Children in decent homes is something that is often talked about by children’s advocates in Sierra Leone.
But children still don’t live up in comfortable environments and are limited in so many facilities – libraries, zoos, playgrounds.
On a gloomy afternoon Wednesday 11th June, 2025 at Grassfied, a set of children were seen playing around along a narrow, stony, dried up channel.
This place is not developed and it is dotted with so many weak houses built by residents of Grassfied, Waterloo.
The teens who are girls between 2 to 13 years lack so many opportunities which their peers in abroad and in other African countries are enjoying.
They lack playgrounds, cinemas, zoos, libraries, garden parks to spend lively time with other friends.
The schools in this Waterloo community in Western Area Rural District are mostly privately run by individuals who bent on fetching more profits than giving quality learning or providing ideal playgrounds for pupils.
Sadly too, the ones run by the government are sort of good benches where children could sit on and write their school lessons.

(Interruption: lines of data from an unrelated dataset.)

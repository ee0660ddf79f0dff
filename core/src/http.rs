//! HTTP transport types for the host-does-IO pattern.
//!
//! # Design
//! These types describe HTTP requests and responses as plain data. The core
//! crate builds `HttpRequest` values and parses `HttpResponse` values without
//! ever touching the network; a `Transport` supplied by the host performs the
//! actual round-trip.

/// HTTP method for a request.
#[derive(Debug, Clone, Copy, PartialEq, Eq)]
pub enum HttpMethod {
    Get,
    Post,
    Put,
    Delete,
}

impl HttpMethod {
    pub fn as_str(&self) -> &'static str {
        match self {
            HttpMethod::Get => "GET",
            HttpMethod::Post => "POST",
            HttpMethod::Put => "PUT",
            HttpMethod::Delete => "DELETE",
        }
    }
}

/// An HTTP request described as plain data.
///
/// `path` is the absolute URL: base URL plus resource path.
#[derive(Debug, Clone, PartialEq, Eq)]
pub struct HttpRequest {
    pub method: HttpMethod,
    pub path: String,
    pub headers: Vec<(String, String)>,
    pub body: Option<String>,
}

/// An HTTP response described as plain data.
#[derive(Debug, Clone)]
pub struct HttpResponse {
    pub status: u16,
    pub headers: Vec<(String, String)>,
    pub body: String,
}

impl HttpResponse {
    pub fn new(status: u16, body: impl Into<String>) -> Self {
        Self {
            status,
            headers: Vec::new(),
            body: body.into(),
        }
    }

    /// Any 2xx status.
    pub fn is_success(&self) -> bool {
        (200..300).contains(&self.status)
    }
}
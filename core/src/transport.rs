//! The I/O seam between the session and the host.

use crate::error::ApiError;
use crate::http::{HttpRequest, HttpResponse};

/// Executes one HTTP round-trip on behalf of the core.
///
/// Implementations must return non-2xx responses as data; `Err` is reserved
/// for failures where no response arrived (`ApiError::Transport`).
pub trait Transport {
    fn execute(&mut self, request: HttpRequest) -> Result<HttpResponse, ApiError>;
}

impl<T: Transport + ?Sized> Transport for &mut T {
    fn execute(&mut self, request: HttpRequest) -> Result<HttpResponse, ApiError> {
        (**self).execute(request)
    }
}
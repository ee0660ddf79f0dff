use tokio::net::TcpListener;
use tracing_subscriber::{layer::SubscriberExt, util::SubscriberInitExt, EnvFilter};

#[tokio::main]
async fn main() -> Result<(), std::io::Error> {
    let filter = EnvFilter::try_from_default_env()
        .unwrap_or_else(|_| EnvFilter::new("mock_server=info,tower_http=info"));
    tracing_subscriber::registry()
        .with(filter)
        .with(tracing_subscriber::fmt::layer())
        .init();

    let port = std::env::var("PORT").unwrap_or_else(|_| "8000".to_string());
    let addr = format!("127.0.0.1:{port}");
    let listener = TcpListener::bind(&addr).await?;
    tracing::info!(%addr, "listening");
    mock_server::run(listener).await
}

School benches are still made out of woods. The old wooden benches when broken could not be rapaired so early by teachers.
This is because teachers themselves often complain frequently of low pay and other facilities.
So with homes not decent and with schools lacking good playgrounds, seesaws (swings), zoos, libraries, etc, children are growing up in very hostile environments.
Recently, the United Nations (UN) says “poverty is not just lack of income; it’s a lack of shelter, safety, dignity, choice, health care, food, education, choice, political inclusion.
The post by UN on Twitter (now X) streamed on Whatsapp few days ago has a lot to tell us as people and a nation.
The United Nations’ post has advised that “everyone has the right to live free from poverty and the chance to thrive.”
If we are to go by the above, we are far from working to meet those elements listed.
Our children, really, don’t have chance to thrive.